De prime abord, il y aurait eu lieu d’être rigoureux, de nos jours, même à l’égard de ces bébés, puisqu’il existe des substituts au lait maternel, et que toute l’indulgence visait une époque où il n’en existait pas, de sorte que, si le lait de la mère s’interrompait, elle devait louer les services d’une nourrice, et si le couple n’avait pas d’argent pour cela, le bébé était véritablement en danger pour sa vie à cause d’une insuffisante nutrition.
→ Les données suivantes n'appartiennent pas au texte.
//! Event wiring for the show browser
//!
//! A `Page` owns the injected show directory together with both display
//! regions and reacts to the two user events: submitting a search and asking
//! a show card for its episodes.

use crate::render::{EpisodesArea, ShowsList, render_episodes, render_shows};
use crate::show_directory::{DirectoryError, ShowDirectory};
use std::fmt;
use thiserror::Error;
use tracing::{info, warn};

/// Errors that can occur while handling page events
#[derive(Debug, Error)]
pub enum PageError {
    /// The directory request behind the event failed
    #[error("Directory error: {0}")]
    Directory(#[from] DirectoryError),

    /// The episodes trigger referenced a card that is not displayed
    #[error("No show card at position {index} ({available} card(s) displayed)")]
    UnknownCard { index: usize, available: usize },
}

/// User visible message about the outcome of the last event
#[derive(Debug, Clone, PartialEq, Eq)]
pub enum Notice {
    Error(String),
}

impl fmt::Display for Notice {
    fn fmt(&self, f: &mut fmt::Formatter<'_>) -> fmt::Result {
        match self {
            Notice::Error(message) => write!(f, "Error: {}", message),
        }
    }
}

/// The show browser page
pub struct Page<D: ShowDirectory> {
    directory: D,
    shows_list: ShowsList,
    episodes_area: EpisodesArea,
    notice: Option<Notice>,
}

impl<D: ShowDirectory> Page<D> {
    /// Creates a page with empty regions and a hidden episodes area
    pub fn new(directory: D) -> Self {
        Self {
            directory,
            shows_list: ShowsList::new(),
            episodes_area: EpisodesArea::new(),
            notice: None,
        }
    }

    pub fn shows_list(&self) -> &ShowsList {
        &self.shows_list
    }

    pub fn episodes_area(&self) -> &EpisodesArea {
        &self.episodes_area
    }

    /// The failure reported by the last event, if any
    pub fn notice(&self) -> Option<&Notice> {
        self.notice.as_ref()
    }

    /// Handles submission of the search form
    ///
    /// The episodes area is hidden before the search is issued, so it stays
    /// hidden even when the search fails. On failure the show list keeps its
    /// previous cards.
    pub fn submit_search(&mut self, term: &str) -> Result<(), PageError> {
        self.episodes_area.hide();
        self.notice = None;

        info!(term, "searching shows");
        let shows = self
            .directory
            .search_shows(term)
            .map_err(|e| self.fail(e.into()))?;

        render_shows(&mut self.shows_list, &shows);
        Ok(())
    }

    /// Handles a click on the episodes trigger of the card at `card_index`
    pub fn request_episodes(&mut self, card_index: usize) -> Result<(), PageError> {
        let show_id = match self.shows_list.show_id_at(card_index) {
            Some(id) => id,
            None => {
                let error = PageError::UnknownCard {
                    index: card_index,
                    available: self.shows_list.cards().len(),
                };
                return Err(self.fail(error));
            }
        };

        self.episodes_for_show(show_id)
    }

    /// Fetches and renders the episodes of a show with a known identifier
    pub fn episodes_for_show(&mut self, show_id: u64) -> Result<(), PageError> {
        self.notice = None;

        info!(show_id, "fetching episodes");
        let episodes = self
            .directory
            .fetch_episodes(show_id)
            .map_err(|e| self.fail(e.into()))?;

        render_episodes(&mut self.episodes_area, &episodes);
        Ok(())
    }

    /// Records an error as the page notice and hands it back
    fn fail(&mut self, error: PageError) -> PageError {
        warn!(%error, "page event failed");
        self.notice = Some(Notice::Error(error.to_string()));
        error
    }
}

impl<D: ShowDirectory> fmt::Display for Page<D> {
    fn fmt(&self, f: &mut fmt::Formatter<'_>) -> fmt::Result {
        if let Some(notice) = &self.notice {
            writeln!(f, "{}\n", notice)?;
        }
        write!(f, "{}", self.shows_list)?;
        if self.episodes_area.is_visible() {
            writeln!(f, "=== Episodes ===")?;
            write!(f, "{}", self.episodes_area)?;
        }
        Ok(())
    }
}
Mais en pratique, cette décision est livrée entre les mains des médecins. Si le médecin auquel l’examen du bébé est confié estime que, puisque le bébé est malade, il y aurait un certain danger vital à interrompre l’alimentation au sein maternel, et que, de plus, on se trouve dans un cas où le risque est grand que le lait s’interrompe en raison du jeûne, on peut être indulgent. Si le médecin est de ceux qui instruisent de nombreuses allaitantes à boire par chi’ourim, le jour de Kipour, il apparaît que, suivant la majorité des décisionnaires, on ne pourra s’appuyer sur son avis, et il faudra interroger un médecin dont les réponses soient fondées sur le principe qui veut que l’interruption de l’allaitement n’est pas, en soi, considéré comme un cas de piqoua’h néfech. Cf. ci-dessus, § 4, où l’on voit que ceux qui interrogent le médecin ont, eux-mêmes, la responsabilité de formuler leur question en étant animés de crainte du Ciel.
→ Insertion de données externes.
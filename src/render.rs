//! Display regions and rendering
//!
//! This module provides the two regions of the show browser: the list of show
//! cards and the episodes area. Rendering only mutates the region it is given,
//! so the regions can be inspected directly in tests and printed to a terminal
//! through their `Display` implementations.

use crate::show_directory::{Episode, Show};
use std::fmt;

/// Label of the action button embedded in every show card
pub const EPISODES_TRIGGER_LABEL: &str = "Episodes";

/// A rendered show card
#[derive(Debug, Clone, PartialEq, Eq)]
pub struct ShowCard {
    /// Identifier attribute carried by the card
    pub show_id: u64,
    /// Name of the show
    pub name: String,
    /// Summary markup as delivered by the directory
    pub summary_html: String,
    /// Poster image URL
    pub image: String,
    /// Label of the embedded episodes trigger
    pub trigger: &'static str,
}

impl ShowCard {
    fn from_show(show: &Show) -> Self {
        Self {
            show_id: show.id,
            name: show.name.clone(),
            summary_html: show.summary.clone(),
            image: show.image.clone(),
            trigger: EPISODES_TRIGGER_LABEL,
        }
    }

    /// The summary rendered as plain terminal text
    pub fn summary_text(&self) -> String {
        nanohtml2text::html2text(&self.summary_html).trim().to_string()
    }
}

impl fmt::Display for ShowCard {
    fn fmt(&self, f: &mut fmt::Formatter<'_>) -> fmt::Result {
        writeln!(f, "{} [#{}]", self.name, self.show_id)?;
        writeln!(f, "  Image: {}", self.image)?;
        for line in self.summary_text().lines() {
            writeln!(f, "  {}", line)?;
        }
        write!(f, "  [{}]", self.trigger)
    }
}

/// The region holding the rendered show cards
#[derive(Debug, Default)]
pub struct ShowsList {
    cards: Vec<ShowCard>,
}

impl ShowsList {
    /// Creates an empty shows list
    pub fn new() -> Self {
        Self::default()
    }

    /// The displayed cards, in render order
    pub fn cards(&self) -> &[ShowCard] {
        &self.cards
    }

    /// Returns true when no cards are displayed
    pub fn is_empty(&self) -> bool {
        self.cards.is_empty()
    }

    /// Resolves the identifier attribute of the card at the given position
    pub fn show_id_at(&self, index: usize) -> Option<u64> {
        self.cards.get(index).map(|card| card.show_id)
    }

    fn clear(&mut self) {
        self.cards.clear();
    }

    fn append(&mut self, card: ShowCard) {
        self.cards.push(card);
    }
}

impl fmt::Display for ShowsList {
    fn fmt(&self, f: &mut fmt::Formatter<'_>) -> fmt::Result {
        if self.cards.is_empty() {
            return writeln!(f, "No shows found.");
        }

        for (index, card) in self.cards.iter().enumerate() {
            writeln!(f, "{}. {}", index + 1, card)?;
            writeln!(f)?;
        }
        Ok(())
    }
}

/// The region episode lists are appended to
///
/// The area starts out hidden and is only revealed once episodes have been
/// rendered into it. Lists accumulate across renders.
#[derive(Debug, Default)]
pub struct EpisodesArea {
    lists: Vec<Vec<String>>,
    visible: bool,
}

impl EpisodesArea {
    /// Creates an empty, hidden episodes area
    pub fn new() -> Self {
        Self::default()
    }

    /// All episode lists appended so far, oldest first
    pub fn lists(&self) -> &[Vec<String>] {
        &self.lists
    }

    /// Returns true when the area is revealed
    pub fn is_visible(&self) -> bool {
        self.visible
    }

    /// Reveals the area
    pub fn show(&mut self) {
        self.visible = true;
    }

    /// Hides the area, keeping its lists
    pub fn hide(&mut self) {
        self.visible = false;
    }

    fn append(&mut self, list: Vec<String>) {
        self.lists.push(list);
    }
}

impl fmt::Display for EpisodesArea {
    fn fmt(&self, f: &mut fmt::Formatter<'_>) -> fmt::Result {
        if !self.visible {
            return Ok(());
        }

        for list in &self.lists {
            if list.is_empty() {
                writeln!(f, "No episodes found.")?;
            }
            for line in list {
                writeln!(f, "  - {}", line)?;
            }
            writeln!(f)?;
        }
        Ok(())
    }
}

/// Formats a single episode as a display line
pub fn format_episode_line(episode: &Episode) -> String {
    format!(
        "{}(Season: {}, Number:{})",
        episode.name, episode.season, episode.number
    )
}

/// Replaces the contents of the shows list with one card per show
pub fn render_shows(list: &mut ShowsList, shows: &[Show]) {
    list.clear();
    for show in shows {
        list.append(ShowCard::from_show(show));
    }
}

/// Appends a list of the given episodes to the area and reveals it
pub fn render_episodes(area: &mut EpisodesArea, episodes: &[Episode]) {
    let list = episodes.iter().map(format_episode_line).collect();
    area.append(list);
    area.show();
}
On se doit d’ajouter que le risque de voir le lait se tarir en raison du jeûne est assez éloigné. En effet, généralement, le jeûne n’entraîne pas une telle interruption. Pour celle qui a soin, les jours précédant le jeûne, de boire au moins trois litres d’eau par jour, et de dormir environ huit heures, ou à tout le moins sept sur vingt-quatre, le risque de voir le flux de lait s’interrompre est très bas. Au contraire, grâce à une bonne préparation au jeûne, de nombreuses femmes témoignent de ce que leur allaitement s’est amélioré ; elles ont pu constater à quel point la boisson et le sommeil sont utiles à l’allaitement. De plus, en général, dans le cas même où la femme qui allaite ne s’est pas convenablement préparée avant le jeûne, le lait revient à son flux initial par l’effet d’une boisson abondante et de repos pris après le jeûne. (Certes, dans le cas où l’allaitante ne procède plus qu’à un petit nombre d’allaitements quotidiens, ou que, de toute façon, elle a du mal à allaiter, il se peut que, si elle ne se prépare pas bien au jeûne – en buvant et en dormant abondamment – il lui soit très difficile de rétablir son lait.)

En pratique, il n’y a pas lieu d’annuler une mitsva toranique dont les modalités ont été exposées par le Talmud et les décisionnaires, et qui fait obligation à la femme qui allaite de jeûner à Kipour, au motif contestable que le jeûne des mères serait dangereux pour la vie de leur enfant. Le 9 av lui-même, dont l’institution est rabbinique, les femmes enceintes ou allaitantes sont tenues de jeûner, comme les décisionnaires l’expliquent.